Y aquí calza como un guante la pregunta que se hace Hanna Arendt en su libro Eichmann en Jerusalén:“ ¿Es este un caso antológico de mala fe, de mentiroso autoengaño combinado con estupidez ultrajante? ¿O es simplemente el caso del criminal eternamente impenitente (Dostoievski en una ocasión cuenta que en Siberia, entre docenas de asesinos, violadores y ladrones, nunca conoció a un solo hombre que admitiera haber obrado mal), que no puede soportar enfrentarse con la realidad porque su crimen ha pasado a ser parte de ella?”.

 

La autora de Los orígenes del totalitarismo se refiere evidentemente a Adolph Eichmann, secuestrado en Buenos Aires, en 1960, por un comando de élite israelí, para luego ser trasladado y juzgado en Jerusalén, cuya responsabilidad en el holocausto fue evidente aunque negado y relativizado por él mismo. 

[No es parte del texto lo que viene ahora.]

//! Test utilities for miniproto - available to downstream crates for testing.
//!
//! Schemas here are built the same way applications build them: as
//! `FileDescriptorProto`s fed through a [`DefPool`].

use core::alloc::Layout;
use core::ptr::NonNull;
use core::sync::atomic::{AtomicUsize, Ordering};

use allocator_api2::alloc::{AllocError, Allocator, Global};

use crate::arena::Arena;
use crate::base::Message;
use crate::decoding::{DecodeOptions, decode};
use crate::defs::{
    DefPool, DescriptorProto, EnumDescriptorProto, EnumValueDescriptorProto, ExtensionRange, FieldDescriptorProto,
    FileDescriptorProto, Label, OneofDescriptorProto,
};
use crate::encoding::{EncodeOptions, encode};
use crate::error::Result;
use crate::mini_descriptor::MtDataEncoder;
use crate::mini_table::{FieldType, MiniTable};

pub const TEST_PACKAGE: &str = "miniproto.test";
pub const TEST2_PACKAGE: &str = "miniproto.test2";

/// Builds a message table straight from `(type, number, field_flags)`
/// triples, without any defs.
pub fn message_table<'a>(fields: &[(FieldType, u32, u64)], msg_mod: u64, arena: &'a Arena<'_>) -> &'a mut MiniTable {
    let mut e = MtDataEncoder::new();
    e.start_message(msg_mod);
    for &(t, n, flags) in fields {
        assert!(e.put_field(t, n, flags), "field {n} out of order");
    }
    MiniTable::build(e.as_str(), arena).expect("test table should build")
}

pub fn field(name: &str, number: i32, label: Label, ty: FieldType) -> FieldDescriptorProto {
    FieldDescriptorProto {
        name: name.to_string(),
        number,
        label,
        r#type: Some(ty),
        ..Default::default()
    }
}

pub fn typed_field(name: &str, number: i32, label: Label, ty: FieldType, type_name: &str) -> FieldDescriptorProto {
    FieldDescriptorProto {
        type_name: type_name.to_string(),
        ..field(name, number, label, ty)
    }
}

pub fn message(name: &str, fields: Vec<FieldDescriptorProto>) -> DescriptorProto {
    DescriptorProto {
        name: name.to_string(),
        field: fields,
        ..Default::default()
    }
}

pub fn enumeration(name: &str, values: &[(&str, i32)]) -> EnumDescriptorProto {
    EnumDescriptorProto {
        name: name.to_string(),
        value: values
            .iter()
            .map(|&(name, number)| EnumValueDescriptorProto {
                name: name.to_string(),
                number,
            })
            .collect(),
        ..Default::default()
    }
}

/// The nested `XxxEntry` message `protoc` generates for a map field.
pub fn map_entry(name: &str, key: FieldType, value: FieldType, value_type_name: &str) -> DescriptorProto {
    DescriptorProto {
        map_entry: true,
        ..message(
            name,
            vec![
                field("key", 1, Label::Optional, key),
                typed_field("value", 2, Label::Optional, value, value_type_name),
            ],
        )
    }
}

fn well_known(name: &str, message_name: &str) -> FileDescriptorProto {
    FileDescriptorProto {
        name: name.to_string(),
        package: "google.protobuf".to_string(),
        syntax: "proto3".to_string(),
        message_type: vec![message(
            message_name,
            vec![
                field("seconds", 1, Label::Optional, FieldType::Int64),
                field("nanos", 2, Label::Optional, FieldType::Int32),
            ],
        )],
        ..Default::default()
    }
}

pub fn timestamp_file() -> FileDescriptorProto {
    well_known("google/protobuf/timestamp.proto", "Timestamp")
}

pub fn duration_file() -> FileDescriptorProto {
    well_known("google/protobuf/duration.proto", "Duration")
}

/// `test.proto`: a proto3 file with one field of every kind in
/// `miniproto.test.TestAllTypes`.
pub fn test_file() -> FileDescriptorProto {
    use FieldType::*;
    use Label::{Optional, Repeated};

    let mut opt = field("opt_i32", 61, Optional, Int32);
    opt.proto3_optional = true;
    opt.oneof_index = Some(1);
    let in_choice = |mut f: FieldDescriptorProto| {
        f.oneof_index = Some(0);
        f
    };

    let mut all = message(
        "TestAllTypes",
        vec![
            field("i32", 1, Optional, Int32),
            field("i64", 2, Optional, Int64),
            field("u32", 3, Optional, UInt32),
            field("u64", 4, Optional, UInt64),
            field("s32", 5, Optional, SInt32),
            field("s64", 6, Optional, SInt64),
            field("fx32", 7, Optional, Fixed32),
            field("fx64", 8, Optional, Fixed64),
            field("sfx32", 9, Optional, SFixed32),
            field("sfx64", 10, Optional, SFixed64),
            field("flt", 11, Optional, Float),
            field("dbl", 12, Optional, Double),
            field("flag", 13, Optional, Bool),
            field("text", 14, Optional, String),
            field("blob", 15, Optional, Bytes),
            typed_field("color", 16, Optional, Enum, ".miniproto.test.Color"),
            typed_field("nested", 17, Optional, Message, "NestedMessage"),
            field("rep_i32", 31, Repeated, Int32),
            field("rep_text", 32, Repeated, String),
            typed_field("rep_nested", 33, Repeated, Message, "NestedMessage"),
            typed_field("rep_color", 34, Repeated, Enum, "Color"),
            typed_field("text_to_i32", 41, Repeated, Message, "TextToI32Entry"),
            typed_field("i32_to_nested", 42, Repeated, Message, "I32ToNestedEntry"),
            in_choice(field("choice_u32", 51, Optional, UInt32)),
            in_choice(field("choice_text", 52, Optional, String)),
            in_choice(typed_field("choice_nested", 53, Optional, Message, "NestedMessage")),
            opt,
            typed_field("created", 71, Optional, Message, ".google.protobuf.Timestamp"),
            typed_field("ttl", 72, Optional, Message, ".google.protobuf.Duration"),
        ],
    );
    all.oneof_decl = vec![
        OneofDescriptorProto {
            name: "choice".to_string(),
        },
        OneofDescriptorProto {
            name: "_opt_i32".to_string(),
        },
    ];
    all.nested_type = vec![
        message(
            "NestedMessage",
            vec![
                field("a", 1, Optional, Int32),
                typed_field("child", 2, Optional, Message, ".miniproto.test.TestAllTypes"),
            ],
        ),
        map_entry("TextToI32Entry", String, Int32, ""),
        map_entry("I32ToNestedEntry", Int32, Message, "NestedMessage"),
    ];

    FileDescriptorProto {
        name: "test.proto".to_string(),
        package: TEST_PACKAGE.to_string(),
        dependency: vec![
            "google/protobuf/timestamp.proto".to_string(),
            "google/protobuf/duration.proto".to_string(),
        ],
        message_type: vec![all],
        enum_type: vec![enumeration("Color", &[("COLOR_UNSPECIFIED", 0), ("RED", 1), ("GREEN", 2)])],
        syntax: "proto3".to_string(),
        ..Default::default()
    }
}

/// `test2.proto`: proto2 with required fields, defaults, a closed enum and
/// extensions of `miniproto.test2.Request`.
pub fn test2_file() -> FileDescriptorProto {
    use FieldType::*;
    use Label::{Optional, Repeated, Required};

    let mut name = field("name", 2, Optional, String);
    name.default_value = Some("anon".to_string());
    let mut kind = typed_field("kind", 3, Optional, Enum, "Kind");
    kind.default_value = Some("KIND_B".to_string());
    let mut request = message(
        "Request",
        vec![
            field("id", 1, Required, Int32),
            name,
            kind,
            field("samples", 4, Repeated, SInt32),
            typed_field("inner", 5, Optional, Message, "Request"),
        ],
    );
    request.extension_range.push(ExtensionRange { start: 100, end: 200 });

    let extend = |mut f: FieldDescriptorProto| {
        f.extendee = ".miniproto.test2.Request".to_string();
        f
    };
    FileDescriptorProto {
        name: "test2.proto".to_string(),
        package: TEST2_PACKAGE.to_string(),
        message_type: vec![request],
        enum_type: vec![enumeration("Kind", &[("KIND_A", 0), ("KIND_B", 1), ("KIND_C", 5)])],
        extension: vec![
            extend(field("ext_num", 100, Optional, Int32)),
            extend(field("ext_tags", 101, Repeated, String)),
            extend(typed_field("ext_request", 102, Optional, Message, "Request")),
        ],
        syntax: "proto2".to_string(),
        ..Default::default()
    }
}

/// A pool holding the well-known types, `test.proto` and `test2.proto`.
pub fn test_pool() -> Result<DefPool> {
    let mut pool = DefPool::new()?;
    pool.add_file(&timestamp_file())?;
    pool.add_file(&duration_file())?;
    pool.add_file(&test_file())?;
    pool.add_file(&test2_file())?;
    Ok(pool)
}

/// Assert that a message can be encoded and decoded without loss.
pub fn assert_roundtrip(msg: Message, table: &MiniTable) {
    let options = EncodeOptions::new().with_deterministic();
    let data = encode(msg, table, options).expect("msg should encode");

    let arena = Arena::default();
    let copy = Message::new(table, &arena).expect("arena alloc");
    decode(&data, copy, table, None, DecodeOptions::new(), &arena).expect("encoded bytes should decode");
    assert!(msg.compare(copy, table), "decoded message differs from the original");

    let again = encode(copy, table, options).expect("msg should encode");
    assert_eq!(again, data);
}

/// Global allocator wrapper that tracks outstanding blocks.
#[derive(Default)]
pub struct CountingAllocator {
    live: AtomicUsize,
}

impl CountingAllocator {
    /// Blocks allocated and not yet freed.
    pub fn live(&self) -> usize {
        self.live.load(Ordering::Relaxed)
    }
}

unsafe impl Allocator for CountingAllocator {
    fn allocate(&self, layout: Layout) -> core::result::Result<NonNull<[u8]>, AllocError> {
        let block = Global.allocate(layout)?;
        self.live.fetch_add(1, Ordering::Relaxed);
        Ok(block)
    }

    unsafe fn deallocate(&self, ptr: NonNull<u8>, layout: Layout) {
        self.live.fetch_sub(1, Ordering::Relaxed);
        unsafe { Global.deallocate(ptr, layout) }
    }
}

Claramente no le estoy imputando delitos, o crímenes de semejante naturaleza, a los sodálites citados, pero no me digan que quienes conocen el Caso Eichmann no encuentran paralelismos en el negacionismo sodálite. Tampoco les estoy diciendo que son unos monstruos, como sí lo fue Luis Fernando Figari. Pero tampoco pienso que fueron tan poca cosa como aparentemente nos quieren hacer creer.  

 

Desde el punto de vista técnico y de organización, algunos de estos dirán que jamás tuvieron posiciones muy altas o no tuvieron cargos relevantes, pero cualquier exsodálite de finales de los setentas o principios de los ochentas podrá recordar la ascendencia y mando de estos personajes que ahora se deslizan sigilosamente entre las sombras, y no pocos viviendo fuera del país.